İnflamasyon ile şişkinlik arasındaki fark genellikle bizleri biraz zorlar çünkü her ikisinde de benzer belirtiler ortaya çıkabilir ve biz bunu genellikle gaz şişkinliği veya hazımsızlık olarak adlandırırız. Ancak inflamasyonlar temel olarak biraz daha tıbbi niteliklere sahiplerken, şişkinlik genellikle hazımsızlığa bağlı bir rahatsızlık olarak karşımıza çıkıyorlar.

İnflamasyon Nedir?

İnflamasyonlar son senelerde popüler birer tartışma konusu haline geldiler ve sızdıran bağırsak sendromu, kardiyovasküler hastalıklar, otoimmün hastalıklar ve hatta ağrılı adet dönemleri gibi pek çok hususun inflamasyonlara bağlı olduğunu araştırmalar gösteriyorlar. Bu konuda yapılan temel tanımlama, inflamasyonların vücudun yabancı gördüğü maddelere karşı gösterdiği saldırı mekanizması. Yani vücut bir tehdit algıladığı zaman sıvı birikimi, kızarma, şişkinlik ve sıcaklık olarak ona tepki göstermeye başlıyor.

Dolayısıyla inflamasyonun varlığı bazen iyi bir şey olabiliyor çünkü bu durum vücudunuzun bir enfeksiyonu savuşturmaya çalıştığı anlamına geliyor. Lakin bazılarında bu belirtiler daimi veya çok sık hale gelebiliyorlar. Özellikle sızdıran bağırsak sendromu gibi rahatsızlıklarda, besinlerin bağırsak duvarlarını aşmaları ile birlikte vücuda karışmaları, besinlerdeki kimyasalların tehdit olarak algılanmalarına sebep oluyor.

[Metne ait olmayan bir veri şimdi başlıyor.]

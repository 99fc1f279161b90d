//! Operator console shared by the interactive host front-end and tests.
//!
//! [`grammar`] parses one line into a [`ConsoleCommand`], [`catalog`] holds
//! the help text and [`status`] renders the `status` and `history` reports.

pub mod catalog;
pub mod grammar;
pub mod status;

pub use catalog::{COMMANDS, CommandHelp, lookup, write_help};
pub use grammar::{CommandParseError, ConsoleCommand, parse_command};
pub use status::{DEFAULT_HISTORY_LEN, StatusFormatter, write_history};

use crate::orchestrator::EngineRequest;

impl ConsoleCommand<'_> {
    /// Engine request carried by this command. `None` for commands the
    /// console answers itself (`status`, `history`, `help`, `quit`).
    #[must_use]
    pub fn request(&self) -> Option<EngineRequest> {
        Some(match *self {
            ConsoleCommand::StartServer { port, snr } => EngineRequest::StartServer {
                path: port.into(),
                snr,
            },
            ConsoleCommand::StopServer => EngineRequest::StopServer,
            ConsoleCommand::StartClient { port, mcs } => EngineRequest::StartClient {
                path: port.into(),
                mcs,
            },
            ConsoleCommand::StopClient => EngineRequest::StopClient,
            ConsoleCommand::StopAll => EngineRequest::StopAll,
            ConsoleCommand::StartSweep => EngineRequest::StartSweep,
            ConsoleCommand::StopSweep => EngineRequest::StopSweep,
            ConsoleCommand::Reset(role) => EngineRequest::RearmReset(role),
            ConsoleCommand::Status
            | ConsoleCommand::History { .. }
            | ConsoleCommand::Help { .. }
            | ConsoleCommand::Quit => return None,
        })
    }
}

#[cfg(test)]
mod tests {
    use super::*;
    use crate::session::Role;
    use crate::sweep::Snr;

    #[test]
    fn commands_map_to_engine_requests() {
        let command = parse_command("server start /dev/ttyACM0 -1.5").expect("parses");
        assert_eq!(
            command.request(),
            Some(EngineRequest::StartServer {
                path: "/dev/ttyACM0".into(),
                snr: Snr::from_millidb(-1_500),
            })
        );
        assert_eq!(
            parse_command("reset server").expect("parses").request(),
            Some(EngineRequest::RearmReset(Role::Server))
        );
        assert_eq!(
            parse_command("stop").expect("parses").request(),
            Some(EngineRequest::StopAll)
        );
    }

    #[test]
    fn local_commands_have_no_request() {
        for line in ["status", "history 5", "help", "help client", "quit"] {
            assert_eq!(parse_command(line).expect("parses").request(), None, "{line}");
        }
    }

    #[test]
    fn every_parsed_command_has_help() {
        for name in [
            "server", "client", "stop", "sweep", "reset", "status", "history", "help", "quit",
        ] {
            assert!(lookup(name).is_some(), "{name}");
        }
    }
}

Özellikle besin alerjilerine, hassasiyetlerine sahip olan bireylerde karşılaşılan durum genelde bu şekilde oluyor.

Akut inflamasyon iyileşme süreci ve bağışıklık sistemi açısından çok önemli ancak kronik inflamasyonun adı pek çok rahatsızlık ile birlikte anılıyor.

Şişkinlikten Farkı Nedir?

Şişkinlik genel olarak halk ağzında yemekten sonra ortaya çıkan bir rahatsızlık olarak tanımlanıyor ve mide yahut karın bölgesinde gaz hissi ile şişkinliklerle kendini gösteriyor. Her ne kadar şişkinlik kaynağı inflamasyonlar olabilse de, genelde durum böyle olmuyor.

Uzmanlar yemek yerken hava yutmanın bile şişkinliğe sebep olabileceğini, bu durumun sakız çiğnerken, ağızda yemekle konuşurken veya çok hızlı bir şeyler yerken ortaya çıkabileceğini belirtiyorlar. Ayrıca laktoz hassasiyeti olanlar ile çok fazla tuz tüketenlerin de şişkinlik ile karşılaşabildikleri belirtiliyor. Yağ tüketimini azaltmanın midenin boşalmasını hızlandırdığı ve gazın bağırsaklardan daha hızlı geçtiği de bilindiğinden şişkinlik problemleri olanların daha az yağlı şeyler tüketmeleri öneriliyor.

Şişkinlik genelde adet dönemi ve hormonal değişimlerle de tanımlanıyor. Zira kadınlarda pelvik bölgedeki su tutumu yahut rahimdeki yerel bir inflamasyon, adet döneminde şişkinliğe sebep olabiliyor.

Doktora mı Gitmeli?

Hazımsızlık kaynaklı şişkinlik genelde bir süre sonra kendi kendine geçer ancak belirtiler devam ederse elbette bir sağlık uzmanına görünmek gerekli çünkü kronik veya sürekli devam eden şişkinlik mide enfeksiyonu yahut rahim veya kolon kanserinin bir belirtisi de olabilmektedir.

Kronik inflamasyon ile mücadele etmeye çalışanlar ise dikkatli olmalılar çünkü inflamasyonlar genelde kalp hastalıkları, kanser, bunama, depresyon ve astım gibi şeylerle birebir bağlantılı oluyorlar. Öncelikle beslenme düzenini değiştirmek, süt ürünlerini, gluteni, şekeri ve işlenmiş gıdaları hayattan çıkartmak gerekiyor. Bunlara rağmen hala düzelme görülmezse elbette bir doktora görünmek de önerilenler arasında yer alıyor.